What you will do :: Would you reproduce all of the entries exactly?

-------- The input

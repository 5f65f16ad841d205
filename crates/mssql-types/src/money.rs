//! MONEY and SMALLMONEY.
//!
//! Both are integers scaled by 10^4. MONEY is not written as a single
//! little-endian `i64`: the high 32-bit word comes first, then the low word,
//! each little-endian. SMALLMONEY is a plain little-endian `i32`.

use std::fmt;
use std::str::FromStr;

use rust_decimal::Decimal;
use rust_decimal::prelude::ToPrimitive;

use crate::error::{TypeError, expect_len};

/// Implicit scale of MONEY and SMALLMONEY.
pub const MONEY_SCALE: u32 = 4;

const MONEY_FACTOR: i64 = 10_000;

/// A MONEY amount backed by a decimal.
#[derive(Debug, Clone, Copy, PartialEq, Eq, Hash, PartialOrd, Ord, Default)]
pub struct Money(pub Decimal);

impl Money {
    /// Wrap a decimal amount.
    #[must_use]
    pub fn new(amount: Decimal) -> Self {
        Self(amount)
    }

    /// Build from the scaled integer carried on the wire.
    #[must_use]
    pub fn from_scaled(scaled: i64) -> Self {
        Self(Decimal::new(scaled, MONEY_SCALE))
    }

    /// The decimal amount.
    #[must_use]
    pub fn amount(&self) -> Decimal {
        self.0
    }

    /// Scaled integer; digits beyond the fourth decimal place are truncated.
    pub fn to_scaled(&self) -> Result<i64, TypeError> {
        let out_of_range = TypeError::OutOfRange {
            target_type: "MONEY",
        };
        self.0
            .checked_mul(Decimal::from(MONEY_FACTOR))
            .and_then(|scaled| scaled.trunc().to_i64())
            .ok_or(out_of_range)
    }

    /// Scaled integer that fits SMALLMONEY.
    pub fn to_small_scaled(&self) -> Result<i32, TypeError> {
        i32::try_from(self.to_scaled()?).map_err(|_| TypeError::OutOfRange {
            target_type: "SMALLMONEY",
        })
    }
}

impl FromStr for Money {
    type Err = TypeError;

    fn from_str(s: &str) -> Result<Self, Self::Err> {
        Decimal::from_str(s.trim())
            .map(Self)
            .map_err(|_| TypeError::InvalidMoney(s.to_owned()))
    }
}

impl From<Decimal> for Money {
    fn from(value: Decimal) -> Self {
        Self(value)
    }
}

impl fmt::Display for Money {
    fn fmt(&self, f: &mut fmt::Formatter<'_>) -> fmt::Result {
        fmt::Display::fmt(&self.0, f)
    }
}

/// Encode a scaled MONEY value: high word, then low word.
#[must_use]
pub fn encode_money(scaled: i64) -> [u8; 8] {
    let high = ((scaled >> 32) as u32).to_le_bytes();
    let low = (scaled as u32).to_le_bytes();
    [
        high[0], high[1], high[2], high[3], low[0], low[1], low[2], low[3],
    ]
}

/// Decode a MONEY value into its scaled integer.
pub fn decode_money(data: &[u8]) -> Result<i64, TypeError> {
    expect_len(data, 8)?;
    let high = u32::from_le_bytes([data[0], data[1], data[2], data[3]]);
    let low = u32::from_le_bytes([data[4], data[5], data[6], data[7]]);
    Ok(((u64::from(high) << 32) | u64::from(low)) as i64)
}

/// Encode a scaled SMALLMONEY value.
#[must_use]
pub fn encode_small_money(scaled: i32) -> [u8; 4] {
    scaled.to_le_bytes()
}

/// Decode a SMALLMONEY value into its scaled integer.
pub fn decode_small_money(data: &[u8]) -> Result<i32, TypeError> {
    expect_len(data, 4)?;
    Ok(i32::from_le_bytes([data[0], data[1], data[2], data[3]]))
}

#[cfg(test)]
#[allow(clippy::unwrap_used)]
mod tests {
    use super::*;
    use proptest::prelude::*;

    #[test]
    fn test_word_order() {
        // 0x0000_0001_0000_0002 -> high word 1, low word 2
        assert_eq!(
            encode_money(0x0000_0001_0000_0002),
            [1, 0, 0, 0, 2, 0, 0, 0]
        );
        assert_eq!(encode_money(-1), [0xFF; 8]);
    }

    #[test]
    fn test_parse_negative_string() {
        let money: Money = "-882342757768.9998".parse().unwrap();
        assert_eq!(money.to_scaled().unwrap(), -8_823_427_577_689_998);
        let wire = encode_money(money.to_scaled().unwrap());
        assert_eq!(decode_money(&wire).unwrap(), -8_823_427_577_689_998);
        assert_eq!(
            Money::from_scaled(-8_823_427_577_689_998).to_string(),
            "-882342757768.9998"
        );
    }

    #[test]
    fn test_truncates_extra_digits() {
        let money: Money = "1.23459".parse().unwrap();
        assert_eq!(money.to_scaled().unwrap(), 12_345);
    }

    #[test]
    fn test_invalid_inputs() {
        assert!(matches!(
            "bulk".parse::<Money>(),
            Err(TypeError::InvalidMoney(_))
        ));
        assert!(decode_money(&[0; 7]).is_err());
        let too_big = Money::new(Decimal::MAX);
        assert!(too_big.to_scaled().is_err());
        assert!(Money::from_scaled(i64::from(i32::MAX) + 1).to_small_scaled().is_err());
    }

    #[test]
    fn test_small_money() {
        assert_eq!(encode_small_money(-10_000), (-10_000i32).to_le_bytes());
        assert_eq!(decode_small_money(&encode_small_money(214_748)).unwrap(), 214_748);
    }

    proptest! {
        #[test]
        fn prop_money_roundtrip(scaled in any::<i64>()) {
            prop_assert_eq!(decode_money(&encode_money(scaled)).unwrap(), scaled);
        }

        #[test]
        fn prop_money_decimal_roundtrip(scaled in any::<i64>()) {
            let money = Money::from_scaled(scaled);
            prop_assert_eq!(money.to_scaled().unwrap(), scaled);
        }
    }
}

----------------

Solution to the exercise ::
repository 5f65f16ad841d205
filename crates/mssql-types/src/money.rs
//! MONEY and SMALLMONEY.
//!
//! Both are integers scaled by 10^4. MONEY is not written as a single
//! little-endian `i64`: the high 32-bit word comes first, then the low word,
//! each little-endian. SMALLMONEY is a plain little-endian `i32`.

use std::fmt;
use std::str::FromStr;

use rust_decimal::Decimal;
use rust_decimal::prelude::ToPrimitive;

use crate::error::{TypeError, expect_len};

/// Implicit scale of MONEY and SMALLMONEY.
pub const MONEY_SCALE: u32 = 4;

const MONEY_FACTOR: i64 = 10_000;

/// A MONEY amount backed by a decimal.
#[derive(Debug, Clone, Copy, PartialEq, Eq, Hash, PartialOrd, Ord, Default)]
pub struct Money(pub Decimal);

impl Money {
    /// Wrap a decimal amount.
    #[must_use]
    pub fn new(amount: Decimal) -> Self {
        Self(amount)
    }

    /// Build from the scaled integer carried on the wire.
    #[must_use]
    pub fn from_scaled(scaled: i64) -> Self {
        Self(Decimal::new(scaled, MONEY_SCALE))
    }

    /// The decimal amount.
    #[must_use]
    pub fn amount(&self) -> Decimal {
        self.0
    }

    /// Scaled integer; digits beyond the fourth decimal place are truncated.
    pub fn to_scaled(&self) -> Result<i64, TypeError> {
        let out_of_range = TypeError::OutOfRange {
            target_type: "MONEY",
        };
        self.0
            .checked_mul(Decimal::from(MONEY_FACTOR))
            .and_then(|scaled| scaled.trunc().to_i64())
            .ok_or(out_of_range)
    }

    /// Scaled integer that fits SMALLMONEY.
    pub fn to_small_scaled(&self) -> Result<i32, TypeError> {
        i32::try_from(self.to_scaled()?).map_err(|_| TypeError::OutOfRange {
            target_type: "SMALLMONEY",
        })
    }
}

impl FromStr for Money {
    type Err = TypeError;

    fn from_str(s: &str) -> Result<Self, Self::Err> {
        Decimal::from_str(s.trim())
            .map(Self)
            .map_err(|_| TypeError::InvalidMoney(s.to_owned()))
    }
}

impl From<Decimal> for Money {
    fn from(value: Decimal) -> Self {
        Self(value)
    }
}

impl fmt::Display for Money {
    fn fmt(&self, f: &mut fmt::Formatter<'_>) -> fmt::Result {
        fmt::Display::fmt(&self.0, f)
    }
}

/// Encode a scaled MONEY value: high word, then low word.
#[must_use]
pub fn encode_money(scaled: i64) -> [u8; 8] {
    let high = ((scaled >> 32) as u32).to_le_bytes();
    let low = (scaled as u32).to_le_bytes();
    [
        high[0], high[1], high[2], high[3], low[0], low[1], low[2], low[3],
    ]
}

/// Decode a MONEY value into its scaled integer.
pub fn decode_money(data: &[u8]) -> Result<i64, TypeError> {
    expect_len(data, 8)?;
    let high = u32::from_le_bytes([data[0], data[1], data[2], data[3]]);
    let low = u32::from_le_bytes([data[4], data[5], data[6], data[7]]);
    Ok(((u64::from(high) << 32) | u64::from(low)) as i64)
}

/// Encode a scaled SMALLMONEY value.
#[must_use]
pub fn encode_small_money(scaled: i32) -> [u8; 4] {
    scaled.to_le_bytes()
}

/// Decode a SMALLMONEY value into its scaled integer.
pub fn decode_small_money(data: &[u8]) -> Result<i32, TypeError> {
    expect_len(data, 4)?;
    Ok(i32::from_le_bytes([data[0], data[1], data[2], data[3]]))
}

#[cfg(test)]
#[allow(clippy::unwrap_used)]
mod tests {
    use super::*;
    use proptest::prelude::*;

    #[test]
    fn test_word_order() {
        // 0x0000_0001_0000_0002 -> high word 1, low word 2
        assert_eq!(
            encode_money(0x0000_0001_0000_0002),
            [1, 0, 0, 0, 2, 0, 0, 0]
        );
        assert_eq!(encode_money(-1), [0xFF; 8]);
    }

    #[test]
    fn test_parse_negative_string() {
        let money: Money = "-882342757768.9998".parse().unwrap();
        assert_eq!(money.to_scaled().unwrap(), -8_823_427_577_689_998);
        let wire = encode_money(money.to_scaled().unwrap());
        assert_eq!(decode_money(&wire).unwrap(), -8_823_427_577_689_998);
        assert_eq!(
            Money::from_scaled(-8_823_427_577_689_998).to_string(),
            "-882342757768.9998"
        );
    }

    #[test]
    fn test_truncates_extra_digits() {
        let money: Money = "1.23459".parse().unwrap();
        assert_eq!(money.to_scaled().unwrap(), 12_345);
    }

    #[test]
    fn test_invalid_inputs() {
        assert!(matches!(
            "bulk".parse::<Money>(),
            Err(TypeError::InvalidMoney(_))
        ));
        assert!(decode_money(&[0; 7]).is_err());
        let too_big = Money::new(Decimal::MAX);
        assert!(too_big.to_scaled().is_err());
        assert!(Money::from_scaled(i64::from(i32::MAX) + 1).to_small_scaled().is_err());
    }

    #[test]
    fn test_small_money() {
        assert_eq!(encode_small_money(-10_000), (-10_000i32).to_le_bytes());
        assert_eq!(decode_small_money(&encode_small_money(214_748)).unwrap(), 214_748);
    }

    proptest! {
        #[test]
        fn prop_money_roundtrip(scaled in any::<i64>()) {
            prop_assert_eq!(decode_money(&encode_money(scaled)).unwrap(), scaled);
        }

        #[test]
        fn prop_money_decimal_roundtrip(scaled in any::<i64>()) {
            let money = Money::from_scaled(scaled);
            prop_assert_eq!(money.to_scaled().unwrap(), scaled);
        }
    }
}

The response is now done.